■ **THE DATA**:

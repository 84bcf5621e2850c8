#![deny(unsafe_code)]
//! # phoenix-swap-gate
//!
//! Promotion machinery for candidate implementations.
//!
//! - [`HotSwapManager`] loads candidates into isolated execution contexts and
//!   publishes them through a single atomic cell.
//! - [`StableFacade`] is the entry point live callers hold; every call reads
//!   the cell once, so a swap is never observed half applied.
//! - [`ShadowRunner`] compares a candidate against the requirements and the
//!   current implementation before promotion.

pub mod candidate;
pub mod error;
pub mod facade;
pub mod manager;
pub mod shadow;

pub use candidate::{CandidateHandle, ScriptService, ENTRY_POINT, SELF_CHECK_HOOK};
pub use error::SwapError;
pub use facade::StableFacade;
pub use manager::{ActiveSlot, HotSwapManager};
pub use shadow::{build_corpus, CorpusShadowRunner, ShadowRunner, SYNTHETIC_INPUTS};
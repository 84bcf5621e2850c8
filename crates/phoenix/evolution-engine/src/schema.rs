//! Strict validation of model JSON into pipeline types.

use crate::error::GenerationError;
use phoenix_types::{GeneratedSourceBundle, Plan};
use serde_json::Value;

/// Validated code generation reply.
#[derive(Clone, Debug, PartialEq, Eq)]
pub struct CodeGenOutput {
    pub version_id: String,
    pub bundle: GeneratedSourceBundle,
    pub notes: String,
}

fn schema(msg: impl Into<String>) -> GenerationError {
    GenerationError::Schema(msg.into())
}

fn non_blank<'a>(v: &'a Value, key: &str) -> Option<&'a str> {
    v.get(key)
        .and_then(Value::as_str)
        .filter(|s| !s.trim().is_empty())
}

pub fn parse_plan(v: &Value) -> Result<Plan, GenerationError> {
    if !v.is_object() {
        return Err(schema("plan JSON must be an object"));
    }
    let (Some(version_id), Some(target)) = (non_blank(v, "versionId"), non_blank(v, "targetUnit"))
    else {
        return Err(schema("plan JSON missing versionId or targetUnit"));
    };
    let units = v
        .get("units")
        .and_then(Value::as_array)
        .ok_or_else(|| schema("plan JSON missing units array"))?;
    let invariants = v
        .get("invariants")
        .and_then(Value::as_array)
        .ok_or_else(|| schema("plan JSON missing invariants array"))?;
    let notes = v
        .get("notes")
        .and_then(Value::as_str)
        .ok_or_else(|| schema("plan JSON missing notes"))?;

    let mut tasks = Vec::with_capacity(units.len() + invariants.len() + 1);
    for unit in units {
        let (Some(name), Some(role)) = (non_blank(unit, "name"), non_blank(unit, "role")) else {
            return Err(schema("plan units entries must include name and role"));
        };
        tasks.push(format!("Generate {name} ({role})"));
    }
    tasks.extend(
        invariants
            .iter()
            .filter_map(Value::as_str)
            .map(|inv| format!("Invariant: {inv}")),
    );
    if !notes.trim().is_empty() {
        tasks.push(format!("Notes: {notes}"));
    }

    Ok(Plan {
        version_id: version_id.to_string(),
        target_unit_name: target.to_string(),
        tasks,
    })
}

pub fn parse_codegen(v: &Value) -> Result<CodeGenOutput, GenerationError> {
    if !v.is_object() {
        return Err(schema("codegen JSON must be an object"));
    }
    let version_id =
        non_blank(v, "versionId").ok_or_else(|| schema("codegen JSON missing versionId"))?;
    let units = v
        .get("units")
        .and_then(Value::as_object)
        .ok_or_else(|| schema("codegen JSON missing units object"))?;
    let notes = v
        .get("notes")
        .and_then(Value::as_str)
        .ok_or_else(|| schema("codegen JSON missing notes"))?;

    let mut bundle = GeneratedSourceBundle::new();
    for (name, source) in units {
        let source = source
            .as_str()
            .ok_or_else(|| schema("codegen unit sources must be strings"))?;
        bundle.insert(name.clone(), source);
    }
    if bundle.is_empty() {
        return Err(schema("codegen JSON has no units"));
    }

    Ok(CodeGenOutput {
        version_id: version_id.to_string(),
        bundle,
        notes: notes.to_string(),
    })
}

■ **TASK OBJECTIVE**:
Please copy out the preceding data in full, exactly as written.

■ **WRITTEN RESPONSE**:
repository 84bcf5621e2850c8
#![deny(unsafe_code)]
//! # phoenix-swap-gate
//!
//! Promotion machinery for candidate implementations.
//!
//! - [`HotSwapManager`] loads candidates into isolated execution contexts and
//!   publishes them through a single atomic cell.
//! - [`StableFacade`] is the entry point live callers hold; every call reads
//!   the cell once, so a swap is never observed half applied.
//! - [`ShadowRunner`] compares a candidate against the requirements and the
//!   current implementation before promotion.

pub mod candidate;
pub mod error;
pub mod facade;
pub mod manager;
pub mod shadow;

pub use candidate::{CandidateHandle, ScriptService, ENTRY_POINT, SELF_CHECK_HOOK};
pub use error::SwapError;
pub use facade::StableFacade;
pub use manager::{ActiveSlot, HotSwapManager};
pub use shadow::{build_corpus, CorpusShadowRunner, ShadowRunner, SYNTHETIC_INPUTS};
repository 84bcf5621e2850c8
filename crates/phoenix/evolution-engine/src/schema.rs
//! Strict validation of model JSON into pipeline types.

use crate::error::GenerationError;
use phoenix_types::{GeneratedSourceBundle, Plan};
use serde_json::Value;

/// Validated code generation reply.
#[derive(Clone, Debug, PartialEq, Eq)]
pub struct CodeGenOutput {
    pub version_id: String,
    pub bundle: GeneratedSourceBundle,
    pub notes: String,
}

fn schema(msg: impl Into<String>) -> GenerationError {
    GenerationError::Schema(msg.into())
}

fn non_blank<'a>(v: &'a Value, key: &str) -> Option<&'a str> {
    v.get(key)
        .and_then(Value::as_str)
        .filter(|s| !s.trim().is_empty())
}

pub fn parse_plan(v: &Value) -> Result<Plan, GenerationError> {
    if !v.is_object() {
        return Err(schema("plan JSON must be an object"));
    }
    let (Some(version_id), Some(target)) = (non_blank(v, "versionId"), non_blank(v, "targetUnit"))
    else {
        return Err(schema("plan JSON missing versionId or targetUnit"));
    };
    let units = v
        .get("units")
        .and_then(Value::as_array)
        .ok_or_else(|| schema("plan JSON missing units array"))?;
    let invariants = v
        .get("invariants")
        .and_then(Value::as_array)
        .ok_or_else(|| schema("plan JSON missing invariants array"))?;
    let notes = v
        .get("notes")
        .and_then(Value::as_str)
        .ok_or_else(|| schema("plan JSON missing notes"))?;

    let mut tasks = Vec::with_capacity(units.len() + invariants.len() + 1);
    for unit in units {
        let (Some(name), Some(role)) = (non_blank(unit, "name"), non_blank(unit, "role")) else {
            return Err(schema("plan units entries must include name and role"));
        };
        tasks.push(format!("Generate {name} ({role})"));
    }
    tasks.extend(
        invariants
            .iter()
            .filter_map(Value::as_str)
            .map(|inv| format!("Invariant: {inv}")),
    );
    if !notes.trim().is_empty() {
        tasks.push(format!("Notes: {notes}"));
    }

    Ok(Plan {
        version_id: version_id.to_string(),
        target_unit_name: target.to_string(),
        tasks,
    })
}

pub fn parse_codegen(v: &Value) -> Result<CodeGenOutput, GenerationError> {
    if !v.is_object() {
        return Err(schema("codegen JSON must be an object"));
    }
    let version_id =
        non_blank(v, "versionId").ok_or_else(|| schema("codegen JSON missing versionId"))?;
    let units = v
        .get("units")
        .and_then(Value::as_object)
        .ok_or_else(|| schema("codegen JSON missing units object"))?;
    let notes = v
        .get("notes")
        .and_then(Value::as_str)
        .ok_or_else(|| schema("codegen JSON missing notes"))?;

    let mut bundle = GeneratedSourceBundle::new();
    for (name, source) in units {
        let source = source
            .as_str()
            .ok_or_else(|| schema("codegen unit sources must be strings"))?;
        bundle.insert(name.clone(), source);
    }
    if bundle.is_empty() {
        return Err(schema("codegen JSON has no units"));
    }

    Ok(CodeGenOutput {
        version_id: version_id.to_string(),
        bundle,
        notes: notes.to_string(),
    })
}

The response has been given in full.